## Task directions
Your output should be the lines of the data that follow, reproduced exactly from the first through the line bearing "let mut sandbox_created = false;".

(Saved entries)
- Opening Delimiter -

impl Orchestrator {
    /// Construct an orchestrator from its collaborators. Pass `critic:
    /// None` to run with the Critic disabled entirely, per
    /// `EngineConfig::critic_enabled`.
    pub fn new(
        registry: Arc<ToolRegistry>,
        sandbox_manager: Arc<dyn SandboxManager>,
        planner: Planner,
        critic: Option<Critic>,
        store: Arc<dyn TaskStore>,
        config: EngineConfig,
    ) -> Self {
        Self { registry, sandbox_manager, planner, critic, store, config }
    }

    /// Run `task_id` to completion. Always transitions the task out of
    /// `running` into a terminal status. Destroys the task's sandbox
    /// before returning, but only if `drive` got far enough to create one
    /// — a cancellation or `SandboxError` at create time leaves nothing to
    /// tear down.
    pub async fn run_task(&self, task_id: &TaskId, cancel: &CancellationToken) -> Result<(), OrchestratorError> {
        let sandbox_id = SandboxId::new(task_id.as_str());

        self.store
            .update_status(task_id, Some(TaskStatus::Queued), TaskStatus::Running, now_ms())
            .await
            .map_err(store_err)?;
        self.append_event(task_id, EventKind::TaskStarted, Value::Null).await?;

        let mut sandbox_created = false;
        let drive_result = self.drive(task_id, &sandbox_id, cancel, &mut sandbox_created).await;

        if sandbox_created {
            if let Err(e) = self.sandbox_manager.destroy(&sandbox_id).await {
                tracing::warn!(error = %e, sandbox = %sandbox_id, "taskengine.orchestrator.destroy_failed");
            }
            let _ = self
                .append_event(task_id, EventKind::SandboxDestroyed, json!({"sandboxId": sandbox_id.as_str()}))
                .await;
        }

        // The task's status is flipped to its terminal value only after the
        // sandbox-teardown event above has been appended: the event log
        // forbids appends once a task is terminal, so marking it terminal
        // any earlier would silently drop `sandbox_destroyed`.
        match drive_result {
            Ok(status) => {
                self.store.update_status(task_id, None, status, now_ms()).await.map_err(store_err)?;
                Ok(())
            }
            Err(e) => {
                let _ = self
                    .append_event(task_id, EventKind::OrchestrationFailed, json!({"error": e.to_string()}))
                    .await;
                let _ = self.store.set_error(task_id, e.to_string()).await;
                let terminal = if matches!(e, OrchestratorError::Cancelled) {
                    TaskStatus::Cancelled
                } else {
                    TaskStatus::Failed
                };
                let _ = self.store.update_status(task_id, None, terminal, now_ms()).await;
                tracing::warn!(task = %task_id, error = %e, "taskengine.orchestrator.run_failed");
                Err(e)
            }
        }
    }

    async fn drive(
        &self,
        task_id: &TaskId,
        sandbox_id: &SandboxId,
        cancel: &CancellationToken,
        sandbox_created: &mut bool,
    ) -> Result<TaskStatus, OrchestratorError> {
        if cancel.is_cancelled() {
            return Err(OrchestratorError::Cancelled);
        }

        let task = self.load_task(task_id).await?;

        let sandbox_config = SandboxCreateConfig::from_engine_config(&self.config);
        let sandbox = self.sandbox_manager.create(sandbox_id, &sandbox_config, cancel).await?;
        // The sandbox now exists and must be torn down by the caller on
        // every remaining exit path, success or failure alike.
        *sandbox_created = true;
        self.append_event(task_id, EventKind::SandboxCreated, json!({"ports": sandbox.ports})).await?;

        self.append_event(task_id, EventKind::PlanningStarted, Value::Null).await?;
        let plan = self.planner.plan(&task.goal, &task.context, &self.registry, cancel).await?;
        self.store.set_plan(task_id, plan.clone()).await.map_err(store_err)?;
        self.append_event(
            task_id,
            EventKind::PlanGenerated,
            json!({"steps": plan.iter().map(step_summary).collect::<Vec<_>>()}),
        )
        .await?;

        self.append_event(task_id, EventKind::ExecutionStarted, Value::Null).await?;
        self.run_steps(task_id, sandbox_id, &task, plan, cancel).await
    }

    async fn run_steps(
        &self,
        task_id: &TaskId,
        sandbox_id: &SandboxId,
        task: &Task,
        mut plan: Vec<Step>,
        cancel: &CancellationToken,
    ) -> Result<TaskStatus, OrchestratorError> {
        let ctx = ToolContext::new(sandbox_id.clone(), task_id.clone(), self.config.step_timeout);
        let mut history: Vec<Step> = Vec::new();
        let mut index = 0;
        let mut aborted_early = false;

        while index < plan.len() {
            if cancel.is_cancelled() {
                return Err(OrchestratorError::Cancelled);
            }

            let pending = plan[index].clone();
            self.append_event(task_id, EventKind::StepStarted, json!({"stepId": pending.id.as_str()})).await?;

            let executed = taskengine_executor::execute_step(pending, &self.registry, &ctx).await;
            plan[index] = executed.clone();
            self.store.update_step(task_id, executed.clone()).await.map_err(store_err)?;

            if let Some(result) = &executed.result {
                let truncated = taskengine_tools::truncate_with_marker(&result.output, 500);
                self.append_event(
                    task_id,
                    EventKind::StepCompleted,
                    json!({"stepId": executed.id.as_str(), "success": result.success, "output": truncated}),
                )
                .await?;
                for artifact in &result.artifacts {
                    let _ = self.store.append_artifact(task_id, artifact.clone()).await;
                }
            }

            history.push(executed.clone());

            if let Some(critic) = &self.critic {
                if executed.generation < self.config.max_correction_generation {
                    let next_generation = executed.generation + 1;
                    let (evaluation, corrections) = critic
                        .review(&task.goal, &plan, &history, &executed, &self.registry, next_generation, cancel)
                        .await;
                    self.append_event(
                        task_id,
                        EventKind::CriticEvaluation,
                        json!({
                            "stepId": executed.id.as_str(),
                            "onTrack": evaluation.on_track,
                            "confidence": evaluation.confidence,
                            "issues": evaluation.issues,
                        }),
                    )
                    .await?;

                    if !corrections.is_empty() && evaluation.warrants_correction(self.config.critic_confidence_threshold) {
                        let inserted = corrections.len();
                        for (offset, corrective) in corrections.into_iter().enumerate() {
                            plan.insert(index + 1 + offset, corrective);
                        }
                        self.store.set_plan(task_id, plan.clone()).await.map_err(store_err)?;
                        self.append_event(
                            task_id,
                            EventKind::CorrectionApplied,
                            json!({"afterStep": executed.id.as_str(), "stepsInserted": inserted}),
                        )
                        .await?;
                    }
                }
            }

            if executed.status == StepStatus::Failed && executed.required {
                self.append_event(task_id, EventKind::ExecutionStopped, json!({"stepId": executed.id.as_str()})).await?;
                aborted_early = true;
                break;
            }

            index += 1;
        }

        self.store.set_plan(task_id, plan.clone()).await.map_err(store_err)?;
        self.finalize(task_id, &plan, aborted_early).await
    }

    async fn finalize(&self, task_id: &TaskId, plan: &[Step], aborted_early: bool) -> Result<TaskStatus, OrchestratorError> {
        let all_completed = plan.iter().all(|s| s.status == StepStatus::Completed);

        if all_completed {
            self.append_event(task_id, EventKind::TaskSucceeded, Value::Null).await?;
            Ok(TaskStatus::Succeeded)
        } else {
            self.append_event(task_id, EventKind::TaskCompletedWithFailures, Value::Null).await?;
            Ok(if aborted_early { TaskStatus::Failed } else { TaskStatus::Succeeded })
        }
    }

    async fn append_event(&self, task_id: &TaskId, kind: EventKind, data: Value) -> Result<(), OrchestratorError> {
        self.store.append_event(task_id, Event::new(kind, now_ms(), data)).await.map_err(store_err)
    }

    async fn load_task(&self, task_id: &TaskId) -> Result<Task, OrchestratorError> {
        self.store.get(task_id).await.map_err(store_err)?.ok_or_else(|| not_found(task_id))
    }
}
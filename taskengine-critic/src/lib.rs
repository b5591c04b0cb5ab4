#![deny(missing_docs)]
//! # taskengine-critic — post-step progress evaluation (C6)
//!
//! After each step executes, [`Critic::review`] makes one call to the
//! language model asking it to judge whether execution is still
//! converging on the goal, and — in the same response — to propose a
//! corrective sequence of steps if not. Corrective steps are normalized
//! and validated the same way the Planner's own output is, by reusing
//! [`taskengine_planner::parse_plan_response`].
//!
//! [`Critic::review`] never fails: any LLM or parse error is caught and
//! degrades to [`CriticEvaluation::optimistic_fallback`] with no
//! corrective steps, per the robustness contract in the component design
//! — an unreliable critic must never destabilize otherwise healthy
//! execution.

pub mod evaluation;
pub mod prompt;

use std::sync::Arc;

use serde_json::Value;
use taskengine_llm::LlmProvider;
use taskengine_planner::parse_plan_response;
use taskengine_registry::ToolRegistry;
use taskengine_types::{CriticError, Step, StepId};
use tokio_util::sync::CancellationToken;

pub use evaluation::CriticEvaluation;
pub use prompt::build_critic_prompt;

/// Judges progress after one step and may propose corrective steps.
pub struct Critic {
    llm: Arc<dyn LlmProvider>,
    model: String,
}

impl Critic {
    /// Construct a critic bound to the given model and provider.
    pub fn new(llm: Arc<dyn LlmProvider>, model: impl Into<String>) -> Self {
        Self { llm, model: model.into() }
    }

    /// Evaluate progress after `just_executed` ran, and return any
    /// corrective steps the model proposed, already validated against
    /// `registry` and stamped with `generation`. Corrective step IDs are
    /// prefixed with `corr-g{generation}-` to mark their origin. Never
    /// raises: a degraded critic returns the optimistic fallback and an
    /// empty correction list, logging a warning.
    #[allow(clippy::too_many_arguments)]
    pub async fn review(
        &self,
        goal: &str,
        plan: &[Step],
        history: &[Step],
        just_executed: &Step,
        registry: &ToolRegistry,
        generation: u32,
        cancel: &CancellationToken,
    ) -> (CriticEvaluation, Vec<Step>) {
        match self.try_review(goal, plan, history, just_executed, registry, generation, cancel).await {
            Ok(outcome) => outcome,
            Err(e) => {
                tracing::warn!(error = %e, "taskengine.critic.degraded_to_optimistic_fallback");
                (CriticEvaluation::optimistic_fallback(), Vec::new())
            }
        }
    }

    #[allow(clippy::too_many_arguments)]
    async fn try_review(
        &self,
        goal: &str,
        plan: &[Step],
        history: &[Step],
        just_executed: &Step,
        registry: &ToolRegistry,
        generation: u32,
        cancel: &CancellationToken,
    ) -> Result<(CriticEvaluation, Vec<Step>), CriticError> {
        let prompt = build_critic_prompt(goal, plan, history, just_executed, registry);

        tracing::debug!(model = %self.model, "taskengine.critic.request");

        let response = self
            .llm
            .complete(&prompt, &self.model, cancel)
            .await
            .map_err(|e| CriticError::ModelUnreachable(e.to_string()))?;

        let stripped = taskengine_planner::strip_fences(&response);
        let value: Value = serde_json::from_str(stripped).map_err(|e| CriticError::Unparseable(e.to_string()))?;

        let corrective_raw = value.get("correctiveSteps").cloned().unwrap_or(Value::Array(Vec::new()));
        let evaluation: CriticEvaluation =
            serde_json::from_value(value).map_err(|e| CriticError::Unparseable(e.to_string()))?;

        let corrective_steps = self.validate_corrective_steps(corrective_raw, registry, generation)?;

        tracing::info!(on_track = evaluation.on_track, confidence = evaluation.confidence, corrections = corrective_steps.len(), "taskengine.critic.evaluated");

        Ok((evaluation, corrective_steps))
    }

    fn validate_corrective_steps(&self, raw: Value, registry: &ToolRegistry, generation: u32) -> Result<Vec<Step>, CriticError> {
        let items = match raw {
            Value::Array(items) => items,
            _ => Vec::new(),
        };
        if items.is_empty() {
            return Ok(Vec::new());
        }

        let json_text = serde_json::to_string(&Value::Array(items)).map_err(|e| CriticError::Unparseable(e.to_string()))?;
        let steps = parse_plan_response(&json_text, registry, generation).map_err(|e| CriticError::Unparseable(e.to_string()))?;

        Ok(steps
            .into_iter()
            .map(|mut step| {
                step.id = StepId::new(format!("corr-g{generation}-{}", step.id.as_str()));
                step
            })
            .collect())
    }
}

#[cfg(test)]
mod tests {
    use super::*;
    use async_trait::async_trait;
    use serde_json::json;
    use taskengine_llm::MockLlmProvider;
    use taskengine_registry::ToolContext;
    use taskengine_registry::ToolHandler;
    use taskengine_types::StepResult;

    struct Noop;

    #[async_trait]
    impl ToolHandler for Noop {
        fn description(&self) -> &str {
            "noop"
        }
        fn input_schema(&self) -> Value {
            json!({"type": "object"})
        }
        async fn invoke(&self, _arguments: Value, _ctx: &ToolContext) -> StepResult {
            StepResult::success("")
        }
    }

    fn registry_with_shell() -> ToolRegistry {
        let mut r = ToolRegistry::new();
        r.register("shell", Arc::new(Noop));
        r
    }

    fn a_step() -> Step {
        Step::new(StepId::new("s1"), "do it", "shell", json!({"command": "echo hi"}))
    }

    #[tokio::test]
    async fn parses_on_track_evaluation_with_no_corrections() {
        let llm = Arc::new(MockLlmProvider::returning(
            r#"{"onTrack":true,"issues":[],"suggestions":[],"confidence":0.9,"correctiveSteps":[]}"#,
        ));
        let critic = Critic::new(llm, "critic-model");
        let registry = registry_with_shell();
        let step = a_step();

        let (eval, corrections) = critic.review("goal", &[step.clone()], &[step.clone()], &step, &registry, 1, &CancellationToken::new()).await;
        assert!(eval.on_track);
        assert!(corrections.is_empty());
    }

    #[tokio::test]
    async fn off_track_evaluation_yields_prefixed_corrective_steps() {
        let llm = Arc::new(MockLlmProvider::returning(
            r#"{"onTrack":false,"issues":["wrong path"],"suggestions":["retry"],"confidence":0.9,
                "correctiveSteps":[{"id":"fix1","description":"retry with correct path","tool":"shell","arguments":{"command":"echo fixed"}}]}"#,
        ));
        let critic = Critic::new(llm, "critic-model");
        let registry = registry_with_shell();
        let step = a_step();

        let (eval, corrections) = critic.review("goal", &[step.clone()], &[step.clone()], &step, &registry, 1, &CancellationToken::new()).await;
        assert!(!eval.on_track);
        assert!(eval.warrants_correction(0.7));
        assert_eq!(corrections.len(), 1);
        assert_eq!(corrections[0].id.as_str(), "corr-g1-fix1");
        assert_eq!(corrections[0].generation, 1);
    }

    #[tokio::test]
    async fn unreachable_model_degrades_to_optimistic_fallback() {
        let llm = Arc::new(MockLlmProvider::unreachable("connection refused"));
        let critic = Critic::new(llm, "critic-model");
        let registry = registry_with_shell();
        let step = a_step();

        let (eval, corrections) = critic.review("goal", &[step.clone()], &[step.clone()], &step, &registry, 1, &CancellationToken::new()).await;
        assert!(eval.on_track);
        assert_eq!(eval.confidence, 0.5);
        assert!(corrections.is_empty());
    }

    #[tokio::test]
    async fn unparseable_response_degrades_to_optimistic_fallback() {
        let llm = Arc::new(MockLlmProvider::returning("not json at all"));
        let critic = Critic::new(llm, "critic-model");
        let registry = registry_with_shell();
        let step = a_step();

        let (eval, corrections) = critic.review("goal", &[step.clone()], &[step.clone()], &step, &registry, 1, &CancellationToken::new()).await;
        assert!(eval.on_track);
        assert!(corrections.is_empty());
    }

    #[tokio::test]
    async fn corrective_step_referencing_unknown_tool_degrades_the_whole_review() {
        let llm = Arc::new(MockLlmProvider::returning(
            r#"{"onTrack":false,"issues":[],"suggestions":[],"confidence":0.9,
                "correctiveSteps":[{"id":"fix1","description":"d","tool":"not_a_tool","arguments":{}}]}"#,
        ));
        let critic = Critic::new(llm, "critic-model");
        let registry = registry_with_shell();
        let step = a_step();

        let (eval, corrections) = critic.review("goal", &[step.clone()], &[step.clone()], &step, &registry, 1, &CancellationToken::new()).await;
        assert!(eval.on_track);
        assert!(corrections.is_empty());
    }
}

- Closing Delimiter -

## Problem solution
impl Orchestrator {
    /// Construct an orchestrator from its collaborators. Pass `critic:
    /// None` to run with the Critic disabled entirely, per
    /// `EngineConfig::critic_enabled`.
    pub fn new(
        registry: Arc<ToolRegistry>,
        sandbox_manager: Arc<dyn SandboxManager>,
        planner: Planner,
        critic: Option<Critic>,
        store: Arc<dyn TaskStore>,
        config: EngineConfig,
    ) -> Self {
        Self { registry, sandbox_manager, planner, critic, store, config }
    }

    /// Run `task_id` to completion. Always transitions the task out of
    /// `running` into a terminal status. Destroys the task's sandbox
    /// before returning, but only if `drive` got far enough to create one
    /// — a cancellation or `SandboxError` at create time leaves nothing to
    /// tear down.
    pub async fn run_task(&self, task_id: &TaskId, cancel: &CancellationToken) -> Result<(), OrchestratorError> {
        let sandbox_id = SandboxId::new(task_id.as_str());

        self.store
            .update_status(task_id, Some(TaskStatus::Queued), TaskStatus::Running, now_ms())
            .await
            .map_err(store_err)?;
        self.append_event(task_id, EventKind::TaskStarted, Value::Null).await?;

        let mut sandbox_created = false;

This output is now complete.